James Rising is a Renaissance man’s Renaissance man.
He’s a family doctor, veterinarian, engineer, pilot and former Navy flight surgeon.
“When you get more initials behind your name than you have in front of it, then it’s time to quit,” Rising said with a chuckle recently at his home on the shore of Hauser Lake.
Rising, 51, will start work soon at the Silver Valley Medical Center, a struggling Silverton hospital that re-opened in December 1994 after three years in mothballs.
Rising looks the epitome of the country doctor, with his boots, flannel shirt and graying beard. And it’s not play-acting - he’s neutered the neighbor’s cats and sutured a horse that tangled with some barbed wire.
He stitched up the thumb a neighbor boy sliced open with a new jackknife. He delivered a friends’ puppies, then prescribed an anti-inflammatory for the owner’s arthritic shoulder.
“I don’t mind being called a country doctor or a horse doctor,” he said. “I’m a small-town person.”
Hospital officials have said recruiting another doctor is key to the success of the hospital, which now relies almost entirely on Dr. Chris Christensen.
With Dr. Rising, hospital board member Robin Stanley said, the medical center expects to increase the number of patients and services.
“It’s really exciting for a hospital that was on its knees even a year and a half ago,” said Stanley.
An Illinois farm boy, Rising worked for a veterinarian during high school. Some nights he’d sleep in barn stalls next to sick horses.
“You’ve seen ‘All Creatures Great and Small?’ It was that kind of practice,” he said.
“You’d see great big guys come in with little bitty dogs that were beyond saving, and would have to the euthanized. The guy would just be standing there with tears in his eyes.”
He graduated from veterinary school at the University of Illinois in 1966. Then, to indulge his fascination with bone structure and movement, he went to engineering school.
He decided he wanted to become a physician. But in 1969, he had three degrees, a 4-year-old daughter and a lot of college loans to pay off.
“Funds were short. I decided to go into (veterinary) practice for a few years, maybe five,” he said.
He liked it. He liked operating on dachshunds or beagles paralyzed by spinal problems, allowing them to walk again. When one dog’s paralysis was too severe to fix, Rising stripped the wheels off his daughter’s doll carriage, and made a tiny cart for the dog to lie on.
Rising liked being a veterinarian so much that the five years he’d planned to work turned into 17. He and his wife had two more children.
“I paid a lot of bills and got very comfortable and rooted,” he said.
Then he and his wife divorced. In the ensuing turmoil, he decided it was time to pursue the dream he’d left behind in 1969. He was 43 years old.
Twenty years after graduating from veterinary school, he enrolled at the University of Illinois’ medical school.
“I showed up the first day with a sport coat and tie on,” he said. “In vet school you wore a shirt and tie every day. That’s just the way it was.”
He was taken aback when his fellow students showed up in ripped jeans and T-shirts.
“I figured I’d better fit in. I bought some blue jeans and sweatshirts.”
Throughout medical school, he moonlighted as a veterinarian, sometimes working two 24-hour shifts a weekend at veterinary clinics.
He graduated in 1990 and came to Spokane for a one-year residency at Sacred Heart Medical Center.
A lieutenant in the Navy reserve, he then went on active duty as a flight surgeon.
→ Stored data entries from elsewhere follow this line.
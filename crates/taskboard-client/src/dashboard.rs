//! Dashboard Summary
//!
//! Read-only: first page of both collections, cut to a few rows each. No
//! pagination of its own.

use crate::api::TaskboardApi;
use crate::error::ApiResult;
use crate::gate::{GateOutcome, SessionGate};
use crate::models::{Project, Task};

/// One dashboard section
#[derive(Debug, Clone, PartialEq)]
pub enum Section<T> {
    Loading,
    Loaded(Vec<T>),
    Failed(GateOutcome),
}

impl<T> Section<T> {
    fn from_result(result: ApiResult<Vec<T>>, gate: &SessionGate, rows: usize) -> Self {
        match result {
            Ok(mut items) => {
                items.truncate(rows);
                Section::Loaded(items)
            }
            Err(err) => Section::Failed(gate.intercept(err)),
        }
    }

    pub fn rows(&self) -> &[T] {
        match self {
            Section::Loaded(items) => items,
            _ => &[],
        }
    }
}

#[derive(Debug, Clone, PartialEq)]
pub struct DashboardData {
    pub identity: Option<String>,
    pub projects: Section<Project>,
    pub tasks: Section<Task>,
}

impl DashboardData {
    pub fn loading(identity: Option<String>) -> Self {
        Self {
            identity,
            projects: Section::Loading,
            tasks: Section::Loading,
        }
    }
}

/// Fetch both sections.
///
/// Anonymous users are redirected before any request. A credential failure
/// on the first call ends the session, so the second call is skipped.
pub async fn load_dashboard(
    api: &dyn TaskboardApi,
    gate: &SessionGate,
    rows: usize,
) -> Result<DashboardData, GateOutcome> {
    let token = gate.require_session()?;
    let identity = gate.store().identity();

    let projects = api
        .list_projects(&token, Some(1), None)
        .await
        .map(|list| list.projects);
    let projects = Section::from_result(projects, gate, rows);
    if let Section::Failed(outcome) = &projects {
        if outcome.is_redirect() {
            return Err(outcome.clone());
        }
    }

    let tasks = api
        .list_tasks(&token, Some(1), None)
        .await
        .map(|list| list.tasks);
    let tasks = Section::from_result(tasks, gate, rows);
    if let Section::Failed(outcome) = &tasks {
        if outcome.is_redirect() {
            return Err(outcome.clone());
        }
    }

    Ok(DashboardData {
        identity,
        projects,
        tasks,
    })
}

#[cfg(test)]
mod tests {
    use super::*;
    use crate::auth::sign_in;
    use crate::error::ApiError;
    use crate::route::Route;
    use crate::session::{MemorySessionStore, SessionStore};
    use crate::testing::{FakeBackend, RecordingNavigator, VALID_PASSWORD};
    use std::sync::Arc;

    #[tokio::test]
    async fn test_login_then_dashboard_shows_all_rows() {
        let backend = FakeBackend::seeded(3, 5);
        let store = Arc::new(MemorySessionStore::new());
        let navigator = Arc::new(RecordingNavigator::default());
        let gate = SessionGate::new(store.clone(), navigator.clone());

        sign_in(&backend, store.as_ref(), "ana@example.com", VALID_PASSWORD, None)
            .await
            .unwrap();
        assert!(store.is_authenticated());

        let data = load_dashboard(&backend, &gate, 5).await.unwrap();
        assert_eq!(data.identity.as_deref(), Some("ana@example.com"));
        assert_eq!(data.projects.rows().len(), 3);
        assert_eq!(data.tasks.rows().len(), 5);
        assert_eq!(data.tasks.rows()[0].project_name(), Some("Project 1"));
    }

    #[tokio::test]
    async fn test_dashboard_cuts_to_row_limit() {
        let backend = FakeBackend::seeded(8, 12);
        let store = Arc::new(MemorySessionStore::with_session(crate::testing::VALID_TOKEN, "ana@example.com"));
        let gate = SessionGate::new(store, Arc::new(RecordingNavigator::default()));

        let data = load_dashboard(&backend, &gate, 5).await.unwrap();
        assert_eq!(data.projects.rows().len(), 5);
        assert_eq!(data.tasks.rows().len(), 5);
    }

    #[tokio::test]
    async fn test_dashboard_section_failure_is_local() {
        let backend = FakeBackend::seeded(2, 2);
        backend.fail_next(ApiError::from_response(500, "{}"));
        let store = Arc::new(MemorySessionStore::with_session(crate::testing::VALID_TOKEN, "ana@example.com"));
        let gate = SessionGate::new(store.clone(), Arc::new(RecordingNavigator::default()));

        let data = load_dashboard(&backend, &gate, 5).await.unwrap();
        assert!(matches!(data.projects, Section::Failed(GateOutcome::Local(_))));
        assert_eq!(data.tasks.rows().len(), 2);
        assert!(store.is_authenticated());
    }

    #[tokio::test]
    async fn test_dashboard_expired_redirects_once() {
        let backend = FakeBackend::seeded(2, 2);
        backend.expire_tokens();
        let store = Arc::new(MemorySessionStore::with_session(crate::testing::VALID_TOKEN, "ana@example.com"));
        let navigator = Arc::new(RecordingNavigator::default());
        let gate = SessionGate::new(store.clone(), navigator.clone());

        let outcome = load_dashboard(&backend, &gate, 5).await.unwrap_err();
        assert!(outcome.is_redirect());
        assert_eq!(backend.calls_named("list_tasks"), 0);
        assert_eq!(navigator.visits(), vec![Route::Login]);
        assert!(!store.is_authenticated());
    }
}
//! Pagination Component
//!
//! Previous / numbered / Next bar driven by [`PageControls`].

use leptos::prelude::*;
use taskboard_client::PageControls;

#[component]
pub fn Pagination(
    #[prop(into)] controls: Signal<Option<PageControls>>,
    /// Disables every button while a request is in flight
    #[prop(into)] busy: Signal<bool>,
    #[prop(into)] on_select: Callback<u32>,
) -> impl IntoView {
    move || {
        controls.get().map(|controls| {
            let PageControls { pages, active, previous_enabled, next_enabled } = controls;
            view! {
                <nav class="pagination">
                    <button
                        class="page-btn"
                        disabled=move || busy.get() || !previous_enabled
                        on:click=move |_| on_select.run(active.saturating_sub(1))
                    >
                        "Previous"
                    </button>
                    {pages.into_iter().map(|page| {
                        let class = if page == active { "page-btn active" } else { "page-btn" };
                        view! {
                            <button
                                class=class
                                disabled=move || busy.get()
                                on:click=move |_| on_select.run(page)
                            >
                                {page}
                            </button>
                        }
                    }).collect_view()}
                    <button
                        class="page-btn"
                        disabled=move || busy.get() || !next_enabled
                        on:click=move |_| on_select.run(active + 1)
                    >
                        "Next"
                    </button>
                </nav>
            }
        })
    }
}
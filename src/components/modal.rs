//! Modal Component

use leptos::prelude::*;

/// Dialog shown while `open` is true; the close button resets it.
#[component]
pub fn Modal(
    open: RwSignal<bool>,
    #[prop(into)] title: String,
    children: ChildrenFn,
) -> impl IntoView {
    let title = StoredValue::new(title);
    view! {
        <Show when=move || open.get()>
            <div class="modal-backdrop">
                <div class="modal" role="dialog">
                    <div class="modal-header">
                        <h5 class="modal-title">{title.get_value()}</h5>
                        <button type="button" class="close-btn" on:click=move |_| open.set(false)>
                            "×"
                        </button>
                    </div>
                    <div class="modal-body">{children()}</div>
                </div>
            </div>
        </Show>
    }
}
Two years ago, his foot tangled in a parachute strap while getting out of a jet fighter after a training exercise. He fell, tearing ligaments and rupturing two disks in his back.
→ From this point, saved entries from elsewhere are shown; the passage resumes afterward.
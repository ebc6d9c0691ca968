//! Page Window Helpers
//!
//! Pure functions over page number, page size and total count.

/// One fetched page of a collection
#[derive(Debug, Clone, PartialEq)]
pub struct Page<T> {
    pub items: Vec<T>,
    pub total: u64,
    pub page_size: u32,
    pub current_page: u32,
}

impl<T> Page<T> {
    pub fn last_page(&self) -> u32 {
        last_page(self.total, self.page_size)
    }

    pub fn is_empty(&self) -> bool {
        self.items.is_empty()
    }

    /// 1-based row number shown next to `index` on this page
    pub fn row_number(&self, index: usize) -> u64 {
        row_number(self.current_page, self.page_size, index)
    }
}

/// `ceil(total / page_size)`; 0 when the collection is empty.
pub fn last_page(total: u64, page_size: u32) -> u32 {
    if page_size == 0 {
        return 0;
    }
    let pages = total.div_ceil(u64::from(page_size));
    u32::try_from(pages).unwrap_or(u32::MAX)
}

/// `(current_page - 1) * page_size + index + 1`
pub fn row_number(current_page: u32, page_size: u32, index: usize) -> u64 {
    u64::from(current_page.saturating_sub(1)) * u64::from(page_size) + index as u64 + 1
}

/// Whether `page` can be requested for this total
pub fn is_valid_page(page: u32, total: u64, page_size: u32) -> bool {
    page >= 1 && page <= last_page(total, page_size)
}

/// Item count a server should return for `page`
pub fn expected_len(page: u32, total: u64, page_size: u32) -> u64 {
    let size = u64::from(page_size);
    let skipped = u64::from(page.saturating_sub(1)) * size;
    total.saturating_sub(skipped).min(size)
}

/// Pagination bar state
#[derive(Debug, Clone, PartialEq, Eq)]
pub struct PageControls {
    pub pages: Vec<u32>,
    pub active: u32,
    pub previous_enabled: bool,
    pub next_enabled: bool,
}

impl PageControls {
    /// `None` when there is nothing to paginate.
    pub fn for_page<T>(page: &Page<T>) -> Option<Self> {
        if page.is_empty() {
            return None;
        }
        let last = page.last_page().max(page.current_page);
        Some(Self {
            pages: (1..=last).collect(),
            active: page.current_page,
            previous_enabled: page.current_page > 1,
            next_enabled: page.current_page < last,
        })
    }
}

#[cfg(test)]
mod tests {
    use super::*;

    fn page(current_page: u32, len: usize, total: u64) -> Page<u32> {
        Page {
            items: (0..len as u32).collect(),
            total,
            page_size: 10,
            current_page,
        }
    }

    #[test]
    fn test_last_page() {
        assert_eq!(last_page(0, 10), 0);
        assert_eq!(last_page(1, 10), 1);
        assert_eq!(last_page(10, 10), 1);
        assert_eq!(last_page(15, 10), 2);
        assert_eq!(last_page(5, 0), 0);
    }

    #[test]
    fn test_row_number() {
        assert_eq!(row_number(1, 10, 0), 1);
        assert_eq!(row_number(2, 10, 4), 15);
        assert_eq!(page(3, 1, 21).row_number(0), 21);
    }

    #[test]
    fn test_valid_pages() {
        assert!(is_valid_page(2, 15, 10));
        assert!(!is_valid_page(3, 15, 10));
        assert!(!is_valid_page(0, 15, 10));
        assert!(!is_valid_page(1, 0, 10));
    }

    #[test]
    fn test_expected_len() {
        assert_eq!(expected_len(1, 15, 10), 10);
        assert_eq!(expected_len(2, 15, 10), 5);
        assert_eq!(expected_len(3, 15, 10), 0);
    }

    #[test]
    fn test_controls_on_last_page() {
        let controls = PageControls::for_page(&page(2, 5, 15)).unwrap();
        assert_eq!(controls.pages, vec![1, 2]);
        assert_eq!(controls.active, 2);
        assert!(controls.previous_enabled);
        assert!(!controls.next_enabled);
    }

    #[test]
    fn test_controls_on_first_page() {
        let controls = PageControls::for_page(&page(1, 10, 15)).unwrap();
        assert!(!controls.previous_enabled);
        assert!(controls.next_enabled);
    }

    #[test]
    fn test_no_controls_for_empty_page() {
        assert_eq!(PageControls::for_page(&page(1, 0, 0)), None);
    }
}
//! Tasks Page
//!
//! Paginated task table with create, edit and delete. The create form needs
//! the user's projects, fetched once on mount.

use leptos::prelude::*;
use leptos::task::spawn_local;
use taskboard_client::models::{Project, Task};
use taskboard_client::{CollectionController, LoadState, MountGuard, TaskDraft, TaskForm, Tasks};

use super::collection::{mount_collection, spawn_go_to_page, spawn_load, spawn_mutation};
use crate::components::{Modal, Pagination, TaskEditFields, TaskFields};
use crate::context::use_app;
use crate::store::{store_push_toast, store_report, use_app_store, ToastKind};

#[component]
pub fn TasksPage() -> impl IntoView {
    let ctx = use_app();
    let store = use_app_store();
    let controller = CollectionController::shared(
        Tasks::new(ctx.api.clone()),
        ctx.gate.clone(),
        ctx.config.page_size,
    );
    let state = mount_collection(&controller);
    spawn_load(controller.clone(), store, 1);

    let busy = Memo::new(move |_| state.with(|s| s.is_busy()));
    let controls = Signal::derive(move || state.with(|s| s.controls()));
    let controller = StoredValue::new(controller);
    let api = StoredValue::new(ctx.api.clone());

    // Project selector options
    let projects = RwSignal::new(Vec::<Project>::new());
    let projects_loaded = RwSignal::new(false);
    let guard = MountGuard::new();
    on_cleanup({
        let guard = guard.clone();
        move || guard.dispose()
    });
    {
        let ctx = ctx.clone();
        spawn_local(async move {
            // without a session the task list load reports the redirect
            let Ok(token) = ctx.gate.require_session() else {
                return;
            };
            let lookup = ctx
                .api
                .list_projects(&token, Some(1), Some(ctx.config.lookup_page_size))
                .await;
            match lookup {
                Ok(list) => {
                    guard.apply(list.projects, |list| {
                        projects.set(list);
                        projects_loaded.set(true);
                    });
                }
                Err(err) => {
                    let outcome = ctx.gate.intercept(err);
                    if !outcome.is_redirect() && guard.is_live() {
                        store_report(&store, &outcome);
                    }
                }
            }
        });
    }
    let no_projects = move || projects_loaded.get() && projects.with(|p| p.is_empty());

    // Create dialog
    let create_open = RwSignal::new(false);
    let form = RwSignal::new(TaskForm::default());

    // Edit dialog, seeded from the loaded row
    let edit_open = RwSignal::new(false);
    let draft = RwSignal::new(None::<TaskDraft>);

    let on_create = move |ev: web_sys::SubmitEvent| {
        ev.prevent_default();
        let data = match form.with_untracked(TaskForm::to_new_task) {
            Ok(data) => data,
            Err(err) => {
                store_push_toast(&store, ToastKind::Error, err.user_message());
                return;
            }
        };
        let api = api.get_value();
        spawn_mutation(
            controller.get_value(),
            store,
            move |token| async move { api.create_task(&token, &data).await.map(|r| r.message) },
            move || {
                create_open.try_set(false);
                form.try_set(TaskForm::default());
            },
        );
    };

    let on_save = move |ev: web_sys::SubmitEvent| {
        ev.prevent_default();
        let Some(current) = draft.get_untracked() else {
            return;
        };
        let changes = match current.to_changes() {
            Ok(changes) => changes,
            Err(err) => {
                store_push_toast(&store, ToastKind::Error, err.user_message());
                return;
            }
        };
        let api = api.get_value();
        spawn_mutation(
            controller.get_value(),
            store,
            move |token| async move {
                api.update_task(&token, &current.id, &changes).await.map(|r| r.message)
            },
            move || {
                edit_open.try_set(false);
                draft.try_set(None);
            },
        );
    };

    let start_edit = move |task: &Task| {
        draft.set(Some(TaskDraft::from_task(task)));
        edit_open.set(true);
    };

    let delete = move |id: String| {
        let api = api.get_value();
        spawn_mutation(
            controller.get_value(),
            store,
            move |token| async move { api.delete_task(&token, &id).await.map(|r| r.message) },
            || {},
        );
    };

    view! {
        <div class="page tasks-page">
            <div class="page-header">
                <h2>"Tasks"</h2>
                <Show
                    when=move || !no_projects()
                    fallback=|| view! {
                        <div class="alert alert-warning">
                            "No projects available. Please add a project first."
                        </div>
                    }
                >
                    <button
                        class="btn btn-primary"
                        disabled=move || busy.get()
                        on:click=move |_| create_open.set(true)
                    >
                        "Add Task"
                    </button>
                </Show>
            </div>

            {move || state.with(|s| match &s.load {
                LoadState::Idle | LoadState::Loading => {
                    view! { <p class="loading">"Loading tasks..."</p> }.into_any()
                }
                LoadState::Failed(outcome) => {
                    view! { <div class="alert alert-danger">{outcome.message()}</div> }.into_any()
                }
                LoadState::Loaded(page) if page.is_empty() => {
                    view! { <p class="empty">"No tasks found."</p> }.into_any()
                }
                LoadState::Loaded(page) => {
                    let rows = page.items.iter().enumerate().map(|(i, task)| {
                        let number = page.row_number(i);
                        let id = task.id.clone();
                        let row = task.clone();
                        view! {
                            <tr>
                                <td>{number}</td>
                                <td>{task.title.clone()}</td>
                                <td>{task.description.clone()}</td>
                                <td>{task.status.label()}</td>
                                <td>{task.priority.label()}</td>
                                <td>{task.due_date.format("%Y-%m-%d").to_string()}</td>
                                <td>{task.project_name().unwrap_or("-").to_string()}</td>
                                <td class="actions">
                                    <button
                                        class="btn btn-sm btn-secondary"
                                        disabled=move || busy.get()
                                        on:click=move |_| start_edit(&row)
                                    >
                                        "Edit"
                                    </button>
                                    <button
                                        class="btn btn-sm btn-danger"
                                        disabled=move || busy.get()
                                        on:click=move |_| delete(id.clone())
                                    >
                                        "Delete"
                                    </button>
                                </td>
                            </tr>
                        }
                    }).collect_view();
                    view! {
                        <table class="table">
                            <thead>
                                <tr>
                                    <th>"#"</th>
                                    <th>"Title"</th>
                                    <th>"Description"</th>
                                    <th>"Status"</th>
                                    <th>"Priority"</th>
                                    <th>"Due Date"</th>
                                    <th>"Project"</th>
                                    <th>"Actions"</th>
                                </tr>
                            </thead>
                            <tbody>{rows}</tbody>
                        </table>
                    }.into_any()
                }
            })}

            <Pagination
                controls=controls
                busy=busy
                on_select=move |page: u32| spawn_go_to_page(controller.get_value(), store, page)
            />

            <Modal open=create_open title="Add Task">
                <form on:submit=on_create>
                    <TaskFields form=form projects=projects />
                    <button type="submit" class="btn btn-primary" disabled=move || busy.get()>
                        "Add Task"
                    </button>
                </form>
            </Modal>

            <Modal open=edit_open title="Edit Task">
                <form on:submit=on_save>
                    <TaskEditFields draft=draft />
                    <button type="submit" class="btn btn-primary" disabled=move || busy.get()>
                        "Save Changes"
                    </button>
                </form>
            </Modal>
        </div>
    }
}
After several surgeries at Navy hospitals, he returned “home” - to the Northwest and his new bride, Spokane nurse Susan Rising. Their home overlooks Hauser Lake.
“I’ve been all over the world with the military, and this is the most beautiful place I’ve seen,” he said. “It’d take a lot of C-4 (explosive) to get me out of here.”
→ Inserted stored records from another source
//! Toast Stack Component
//!
//! Renders the store's toasts; click dismisses early.

use leptos::prelude::*;

use crate::store::{store_remove_toast, use_app_store, AppStateStoreFields, Toast};

#[component]
pub fn ToastStack() -> impl IntoView {
    let store = use_app_store();

    view! {
        <div class="toast-stack">
            <For
                each=move || store.toasts().get()
                key=|toast: &Toast| toast.id
                children=move |toast: Toast| {
                    let id = toast.id;
                    view! {
                        <div
                            class=toast.kind.class()
                            role="alert"
                            on:click=move |_| store_remove_toast(&store, id)
                        >
                            {toast.message}
                        </div>
                    }
                }
            />
        </div>
    }
}
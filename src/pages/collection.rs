//! Controller Bindings
//!
//! Glue between a [`CollectionController`] and a page: state mirrored into a
//! signal, disposal on unmount, and toasts for every failed request.

use std::future::Future;
use std::sync::Arc;

use leptos::prelude::*;
use leptos::task::spawn_local;
use taskboard_client::{ApiResult, CollectionController, CollectionState, LoadState, PagedResource};

use crate::store::{store_push_toast, store_report, AppStore, ToastKind};

/// Mirror the controller into a signal for as long as the page is mounted.
pub fn mount_collection<R>(controller: &Arc<CollectionController<R>>) -> RwSignal<CollectionState<R::Item>>
where
    R: PagedResource + 'static,
{
    let state = RwSignal::new(controller.snapshot());
    controller.set_observer(move |snapshot| {
        // the signal is gone once the page unmounts
        let _ = state.try_set(snapshot.clone());
    });
    on_cleanup({
        let controller = controller.clone();
        move || controller.dispose()
    });
    state
}

/// A redirect already happened; tell the user why.
fn report_redirect<R>(controller: &CollectionController<R>, store: &AppStore)
where
    R: PagedResource,
{
    if let LoadState::Failed(outcome) = controller.snapshot().load {
        if outcome.is_redirect() {
            store_report(store, &outcome);
        }
    }
}

pub fn spawn_load<R>(controller: Arc<CollectionController<R>>, store: AppStore, page: u32)
where
    R: PagedResource + 'static,
{
    spawn_local(async move {
        controller.load(page).await;
        report_redirect(&controller, &store);
    });
}

pub fn spawn_go_to_page<R>(controller: Arc<CollectionController<R>>, store: AppStore, page: u32)
where
    R: PagedResource + 'static,
{
    spawn_local(async move {
        if controller.go_to_page(page).await {
            report_redirect(&controller, &store);
        }
    });
}

/// Run a mutation that yields the server's message; toast the outcome.
pub fn spawn_mutation<R, F, Fut>(
    controller: Arc<CollectionController<R>>,
    store: AppStore,
    op: F,
    on_success: impl FnOnce() + 'static,
) where
    R: PagedResource + 'static,
    F: FnOnce(String) -> Fut + 'static,
    Fut: Future<Output = ApiResult<String>> + 'static,
{
    spawn_local(async move {
        match controller.mutate(op).await {
            Ok(message) => {
                store_push_toast(&store, ToastKind::Success, message);
                on_success();
                report_redirect(&controller, &store);
            }
            Err(outcome) => store_report(&store, &outcome),
        }
    });
}
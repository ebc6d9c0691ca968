//! Taskboard Frontend App
//!
//! Root component: provides the context and store, and swaps the page for
//! the active route.

use leptos::prelude::*;
use reactive_stores::Store;
use taskboard_client::Route;

use crate::components::{Navbar, ToastStack};
use crate::config;
use crate::context::AppContext;
use crate::navigation::current_route;
use crate::pages::{DashboardPage, HomePage, LoginPage, ProjectsPage, RegisterPage, TasksPage};
use crate::store::AppState;

#[component]
pub fn App() -> impl IntoView {
    let route = RwSignal::new(current_route());
    let ctx = AppContext::new(config::client_config(), route);
    ctx.navigator().listen_popstate();
    log::info!("Taskboard client started (API {})", ctx.config.base_url);

    provide_context(ctx);
    provide_context(Store::new(AppState::default()));

    view! {
        <Navbar />
        <ToastStack />
        <main class="container">
            {move || match route.get() {
                Route::Home => view! { <HomePage /> }.into_any(),
                Route::Login => view! { <LoginPage /> }.into_any(),
                Route::Register => view! { <RegisterPage /> }.into_any(),
                Route::Dashboard => view! { <DashboardPage /> }.into_any(),
                Route::Projects => view! { <ProjectsPage /> }.into_any(),
                Route::Tasks => view! { <TasksPage /> }.into_any(),
            }}
        </main>
    }
}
The two hunt, ride horses and take care of their dogs, birds, horses and cats. Rising loves to hunt ducks and build wooden toys for his three grandchildren.
The walls of the couple’s home are covered with furs and skulls and muskets; a coonskin cap hangs in a corner.
Once Rising begins work in Silverton, the couple is going to look for land around Rose Lake. Rising’s had a lifelong dream to build a log cabin.
So what career will come next for Rising?
“Not plumbing,” he says, “I hate plumbing.”